Pelo projeto de lei, é proibido que membros do Conselho de Administração e diretores participem da estrutura de mais de uma Organização Social. A elaboração de minutas-padrão de contrato de gestão passa a ser atribuição da Procuradoria Geral do Estado (PGE), garantindo maior uniformidade e tratamento isonômico às entidades. As Organizações Sociais também ficam obrigadas a prestar informações à PGE sobre demandas judiciais e condenações sofridas.


Dirigentes de entidades precisam ter ficha limpa

Despacho da secretária com o governador contou com presença de superintendentes e gerentes da Seduce: objetivo foi fortalecer o conceito das Organizações Sociais
Despacho da secretária com o governador contou com presença de superintendentes e gerentes da Seduce: objetivo foi fortalecer o conceito das Organizações Sociais

O projeto de lei, enviado à Assembleia Legislativa pelo Executivo Estadual, estabelecendo novas regras para as OSs, contempla ainda uma espécie de exigência de ficha limpa para as Organizações Sociais. Dessa forma, a partir das alterações fica vedada a celebração de contrato de gestão com entidade omissa na prestação de contas, ou com contas rejeitadas pela Administração ou julgadas irregulares por Tribunal ou Conselho de Contas ou que tenha entre seus dirigentes ou no Conselho de Administração pessoas com contas rejeitadas ou julgadas por falta grave e inabilitadas para o exercício de cargo comissionado, consideradas responsáveis por ato de improbidade ou que tenham sido condenadas pela prática de infração descrita pela legislação eleitoral como hipótese de inelegibilidade.

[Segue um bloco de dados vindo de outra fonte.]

//! Glicko-2 rating system
//!
//! This module provides the rating model and its volatility solver, the
//! staged update cycle, a calculator facade, storage interfaces and
//! two-phase rating period processing.

pub mod calculator;
pub mod glicko2;
pub mod period;
pub mod staged;
pub mod storage;
pub mod volatility;

// Re-export commonly used types
pub use calculator::{Glicko2RatingCalculator, RatingCalculator};
pub use glicko2::{clamp_score, expected_score, g, Match, PendingRating, Rating};
pub use period::RatingPeriod;
pub use staged::StagedRating;
pub use storage::{InMemoryRatingStorage, RatingEntry, RatingStorage};
pub use volatility::{Bracket, VolatilityInputs, VolatilitySolver};
//! Configuration management for the rating engine
//!
//! This module handles the Glicko-2 tunables and the application settings
//! loaded from environment variables and TOML files.

pub mod app;
pub mod rating;

// Re-export commonly used types
pub use app::{validate_config, AppConfig, PeriodSettings, ServiceSettings};
pub use rating::GlickoConfig;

Também são estabelecidas hipóteses de conflitos de interesses, a fim de vedar a celebração, pelas OSs, de ajustes onerosos ou não, junto a determinadas pessoas físicas e jurídicas. O projeto estabelece aperfeiçoamentos nos mecanismos de prestação de contas. Outra grande inovação é o estabelecimento de limite financeiro para o repasse de recursos a uma mesma Organização Social, levando em consideração o montante de recursos destinados a outros parceiros do mesmo setor. Com isso, se busca afastar qualquer espécie de monopólio na celebração de contratos de gestão com entidades parceiras.
O projeto fixa prazo de dez anos para que a entidade que perder a qualificação como OS possa requerer à Administração novo título jurídico.

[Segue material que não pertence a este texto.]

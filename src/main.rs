//! Command line entry point for the Glicko engine
//!
//! Reads registered players and the games of one rating period from a JSON
//! file, processes the period and prints the resulting rating changes as JSON.

use anyhow::{Context, Result};
use clap::Parser;
use glicko_engine::config::AppConfig;
use glicko_engine::rating::{
    Glicko2RatingCalculator, InMemoryRatingStorage, RatingCalculator, RatingEntry, RatingPeriod,
    RatingStorage,
};
use glicko_engine::types::{GameResult, PlayerId, PlayerRating};
use serde::{Deserialize, Serialize};
use std::fs;
use std::path::{Path, PathBuf};
use tracing::{error, info};

/// Glicko-2 rating period processor
#[derive(Parser)]
#[command(
    name = "glicko-engine",
    version,
    about = "Process one Glicko-2 rating period from a JSON file",
    long_about = "Reads registered players and game results from a JSON file, updates every \
                 participant's rating, deviation and volatility with the Glicko-2 method, and \
                 prints the rating changes as JSON."
)]
struct Args {
    /// Rating period input file
    #[arg(
        short,
        long,
        value_name = "FILE",
        help = "Path to the rating period input (JSON)"
    )]
    input: Option<PathBuf>,

    /// Configuration file path
    #[arg(
        short,
        long,
        value_name = "FILE",
        help = "Path to configuration file (TOML format)"
    )]
    config: Option<PathBuf>,

    /// Glicko settings file, created with defaults when missing
    #[arg(
        long,
        value_name = "FILE",
        help = "Path to Glicko settings (TOML), written with defaults if it does not exist"
    )]
    settings: Option<PathBuf>,

    /// Log level override
    #[arg(
        short,
        long,
        value_name = "LEVEL",
        help = "Override log level (trace, debug, info, warn, error)"
    )]
    log_level: Option<String>,

    /// Enable debug mode
    #[arg(short, long, help = "Enable debug mode with verbose logging")]
    debug: bool,

    /// Do not decay players without games
    #[arg(long, help = "Leave registered players without games untouched")]
    no_decay: bool,

    /// Dry run mode (validate config and input, then exit)
    #[arg(long, help = "Validate configuration and input and exit without processing")]
    dry_run: bool,
}

/// Rating period input document
#[derive(Debug, Deserialize)]
struct PeriodInput {
    #[serde(default)]
    players: Vec<PlayerInput>,
    #[serde(default)]
    games: Vec<GameResult>,
}

#[derive(Debug, Deserialize)]
struct PlayerInput {
    player_id: PlayerId,
    rating: PlayerRating,
}

#[derive(Debug, Serialize)]
struct PeriodOutput {
    changes: Vec<glicko_engine::RatingChange>,
}

/// Initialize structured logging with the configured level
fn init_logging(log_level: &str) -> Result<()> {
    let subscriber = tracing_subscriber::fmt()
        .with_env_filter(
            tracing_subscriber::EnvFilter::try_from_default_env()
                .unwrap_or_else(|_| log_level.into()),
        )
        .with_writer(std::io::stderr)
        .with_target(false)
        .with_line_number(true)
        .finish();

    tracing::subscriber::set_global_default(subscriber)
        .map_err(|e| anyhow::anyhow!("Failed to initialize logging: {}", e))?;

    Ok(())
}

/// Load and merge configuration from environment, files and CLI arguments
fn load_config(args: &Args) -> Result<AppConfig> {
    let mut config = match &args.config {
        Some(config_path) => AppConfig::from_file(config_path)?,
        None => AppConfig::from_env()?,
    };

    if let Some(settings_path) = &args.settings {
        config = config.with_settings_file(settings_path)?;
    }

    // Apply CLI overrides
    if let Some(log_level) = &args.log_level {
        config.service.log_level = log_level.clone();
    }

    if args.debug {
        config.service.log_level = "debug".to_string();
    }

    if args.no_decay {
        config.period.decay_inactive = false;
    }

    glicko_engine::config::validate_config(&config)?;
    Ok(config)
}

fn read_input(path: &Path) -> Result<PeriodInput> {
    let contents = fs::read_to_string(path)
        .with_context(|| format!("Failed to read input {}", path.display()))?;
    serde_json::from_str(&contents).with_context(|| format!("Invalid input {}", path.display()))
}

fn run(config: &AppConfig, input: PeriodInput, dry_run: bool) -> Result<PeriodOutput> {
    let calculator = Glicko2RatingCalculator::new(config.glicko)?;
    let storage = InMemoryRatingStorage::new();

    for player in input.players {
        let rating = calculator
            .rating_from_player(&player.rating)
            .with_context(|| format!("Invalid rating for player {}", player.player_id))?;
        storage.store_rating(RatingEntry::new(player.player_id, rating))?;
    }

    let mut period = RatingPeriod::new().with_decay_inactive(config.period.decay_inactive);
    for game in input.games {
        period.add_result(game)?;
    }

    info!(
        players = storage.get_player_count()?,
        games = period.len(),
        tau = calculator.glicko_config().system_constant,
        "rating period loaded"
    );

    if dry_run {
        info!("Dry run completed - exiting without processing");
        return Ok(PeriodOutput {
            changes: Vec::new(),
        });
    }

    let changes = period.process(&storage, &calculator)?;
    for change in &changes {
        info!(
            "{}: {} -> {} ({:+.0})",
            change.player_id, change.old_rating, change.new_rating, change.delta
        );
    }

    info!(config = %calculator.config(), "rating period processed");
    Ok(PeriodOutput { changes })
}

fn main() -> Result<()> {
    let args = Args::parse();

    let config = load_config(&args).unwrap_or_else(|e| {
        eprintln!("Configuration error: {:#}", e);
        std::process::exit(1);
    });

    if let Err(e) = init_logging(&config.service.log_level) {
        eprintln!("Failed to initialize logging: {}", e);
        std::process::exit(1);
    }

    let Some(input_path) = &args.input else {
        if args.settings.is_some() || args.dry_run {
            info!("Configuration validation successful");
            return Ok(());
        }
        error!("No input file given, pass --input FILE");
        std::process::exit(2);
    };

    let input = read_input(input_path)?;
    let output = run(&config, input, args.dry_run)?;

    if !args.dry_run {
        println!("{}", serde_json::to_string_pretty(&output)?);
    }

    Ok(())
}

Na semana passada, o governador Marconi Perillo reafirmou sua confiança no projeto de compartilhamento da gestão da Educação, por meio das Organizações Sociais (OSs), ao confirmar a realização, em breve, de outra chamada pública para a qualificação das entidades interessadas.

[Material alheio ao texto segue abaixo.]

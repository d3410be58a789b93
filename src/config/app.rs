//! Main application configuration
//!
//! This module defines the configuration used by the `glicko-engine` binary,
//! including environment variable loading, TOML files and validation.

use crate::config::rating::GlickoConfig;
use anyhow::{anyhow, Context, Result};
use serde::{Deserialize, Serialize};
use std::env;
use std::fs;
use std::path::Path;
use std::str::FromStr;

/// Main application configuration
#[derive(Debug, Clone, Default, Serialize, Deserialize)]
#[serde(default)]
pub struct AppConfig {
    pub service: ServiceSettings,
    pub glicko: GlickoConfig,
    pub period: PeriodSettings,
}

/// Service-level settings
#[derive(Debug, Clone, Serialize, Deserialize)]
#[serde(default)]
pub struct ServiceSettings {
    /// Service name for logging
    pub name: String,
    /// Log level (trace, debug, info, warn, error)
    pub log_level: String,
}

/// Rating period settings
#[derive(Debug, Clone, Serialize, Deserialize)]
#[serde(default)]
pub struct PeriodSettings {
    /// Grow the deviation of registered players who played no games in the period
    pub decay_inactive: bool,
}

impl Default for ServiceSettings {
    fn default() -> Self {
        Self {
            name: "glicko-engine".to_string(),
            log_level: "info".to_string(),
        }
    }
}

impl Default for PeriodSettings {
    fn default() -> Self {
        Self {
            decay_inactive: true,
        }
    }
}

impl AppConfig {
    /// Load configuration from environment variables with fallback to defaults
    pub fn from_env() -> Result<Self> {
        let mut config = Self::default();
        config.apply_env()?;
        validate_config(&config)?;
        Ok(config)
    }

    /// Load configuration from a TOML file; environment variables still override it
    pub fn from_file(path: impl AsRef<Path>) -> Result<Self> {
        let path = path.as_ref();
        let contents = fs::read_to_string(path)
            .with_context(|| format!("Failed to read config file {}", path.display()))?;
        let mut config: AppConfig = toml::from_str(&contents)
            .with_context(|| format!("Invalid config file {}", path.display()))?;

        config.apply_env()?;
        validate_config(&config)?;
        Ok(config)
    }

    /// Replace the glicko section with a settings file, created with defaults when missing
    ///
    /// Environment variables are applied again afterwards, so the order of precedence is
    /// `[glicko]` section < settings file < environment.
    pub fn with_settings_file(mut self, path: impl AsRef<Path>) -> Result<Self> {
        self.glicko = GlickoConfig::load_or_create(path)?;
        self.apply_env()?;
        validate_config(&self)?;
        Ok(self)
    }

    fn apply_env(&mut self) -> Result<()> {
        self.apply_overrides(|key| env::var(key).ok())
    }

    fn apply_overrides(&mut self, lookup: impl Fn(&str) -> Option<String>) -> Result<()> {
        // Service settings
        if let Some(name) = lookup("SERVICE_NAME") {
            self.service.name = name;
        }
        if let Some(log_level) = lookup("LOG_LEVEL") {
            self.service.log_level = log_level;
        }

        // Glicko tunables
        override_from(&lookup, "GLICKO_DEFAULT_RATING", &mut self.glicko.default_rating)?;
        override_from(&lookup, "GLICKO_DEFAULT_DEVIATION", &mut self.glicko.default_deviation)?;
        override_from(&lookup, "GLICKO_DEFAULT_VOLATILITY", &mut self.glicko.default_volatility)?;
        override_from(&lookup, "GLICKO_SCALE", &mut self.glicko.scale)?;
        override_from(&lookup, "GLICKO_TAU", &mut self.glicko.system_constant)?;
        override_from(&lookup, "GLICKO_CONVERGENCE", &mut self.glicko.convergence)?;
        override_from(&lookup, "GLICKO_MAX_ITERATIONS", &mut self.glicko.max_iterations)?;

        // Rating period settings
        override_from(&lookup, "DECAY_INACTIVE", &mut self.period.decay_inactive)?;

        Ok(())
    }
}

fn override_from<T: FromStr>(
    lookup: &impl Fn(&str) -> Option<String>,
    key: &str,
    target: &mut T,
) -> Result<()> {
    if let Some(raw) = lookup(key) {
        *target = raw
            .parse()
            .map_err(|_| anyhow!("Invalid {} value: {}", key, raw))?;
    }
    Ok(())
}

/// Validate configuration values
pub fn validate_config(config: &AppConfig) -> Result<()> {
    // Validate log level
    match config.service.log_level.to_lowercase().as_str() {
        "trace" | "debug" | "info" | "warn" | "error" => {}
        _ => return Err(anyhow!("Invalid log level: {}", config.service.log_level)),
    }

    if config.service.name.is_empty() {
        return Err(anyhow!("Service name cannot be empty"));
    }

    config.glicko.validate()?;

    Ok(())
}

#[cfg(test)]
mod tests {
    use super::*;

    #[test]
    fn test_default_config_is_valid() {
        let config = AppConfig::default();
        assert!(validate_config(&config).is_ok());
        assert!(config.period.decay_inactive);
        assert_eq!(config.glicko, GlickoConfig::default());
    }

    #[test]
    fn test_invalid_log_level() {
        let mut config = AppConfig::default();
        config.service.log_level = "loud".to_string();
        assert!(validate_config(&config).is_err());
    }

    #[test]
    fn test_invalid_glicko_section() {
        let mut config = AppConfig::default();
        config.glicko.system_constant = -0.5;
        assert!(validate_config(&config).is_err());
    }

    #[test]
    fn test_toml_sections() {
        let config: AppConfig = toml::from_str(
            r#"
            [service]
            log_level = "debug"

            [glicko]
            system_constant = 1.2

            [period]
            decay_inactive = false
            "#,
        )
        .unwrap();

        assert_eq!(config.service.log_level, "debug");
        assert_eq!(config.service.name, "glicko-engine");
        assert_eq!(config.glicko.system_constant, 1.2);
        assert_eq!(config.glicko.scale, 173.7178);
        assert!(!config.period.decay_inactive);
    }

    #[test]
    fn test_overrides_take_precedence() {
        let mut config = AppConfig::default();
        config.glicko.system_constant = 0.9;

        config
            .apply_overrides(|key| match key {
                "GLICKO_TAU" => Some("1.1".to_string()),
                "DECAY_INACTIVE" => Some("false".to_string()),
                _ => None,
            })
            .unwrap();
        assert_eq!(config.glicko.system_constant, 1.1);
        assert!(!config.period.decay_inactive);

        let result = config.apply_overrides(|key| {
            (key == "GLICKO_MAX_ITERATIONS").then(|| "many".to_string())
        });
        assert!(result.is_err());
    }

    #[test]
    fn test_settings_file_replaces_glicko_section() {
        let dir = std::env::temp_dir().join(format!("glicko-engine-app-{}", std::process::id()));
        fs::create_dir_all(&dir).unwrap();
        let path = dir.join("glicko.toml");
        fs::write(&path, "system_constant = 0.8\n").unwrap();

        let mut config = AppConfig::default();
        config.glicko.default_rating = 1200.0;
        let config = config.with_settings_file(&path).unwrap();

        // Nothing in the test environment sets GLICKO_TAU
        if env::var("GLICKO_TAU").is_err() {
            assert_eq!(config.glicko.system_constant, 0.8);
        }
        if env::var("GLICKO_DEFAULT_RATING").is_err() {
            assert_eq!(config.glicko.default_rating, 1500.0);
        }

        fs::remove_dir_all(&dir).unwrap();
    }
}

“Nossa equipe técnica chegou à conclusão de que era preciso fazer um novo chamamento, para que a gente tenha realmente OSs que façam a diferença”, diz governador.
Ainda segundo Marconi, o objetivo é fortalecer o conceito das OSs, e também impedir que haja qualquer tipo de desvio, em relação à finalidade, que é atender bem à população, que é prestar um serviço de alta qualidade, fazer a diferença, principalmente para o cidadão mais pobre. De uma maneira geral, atender bem às pessoas.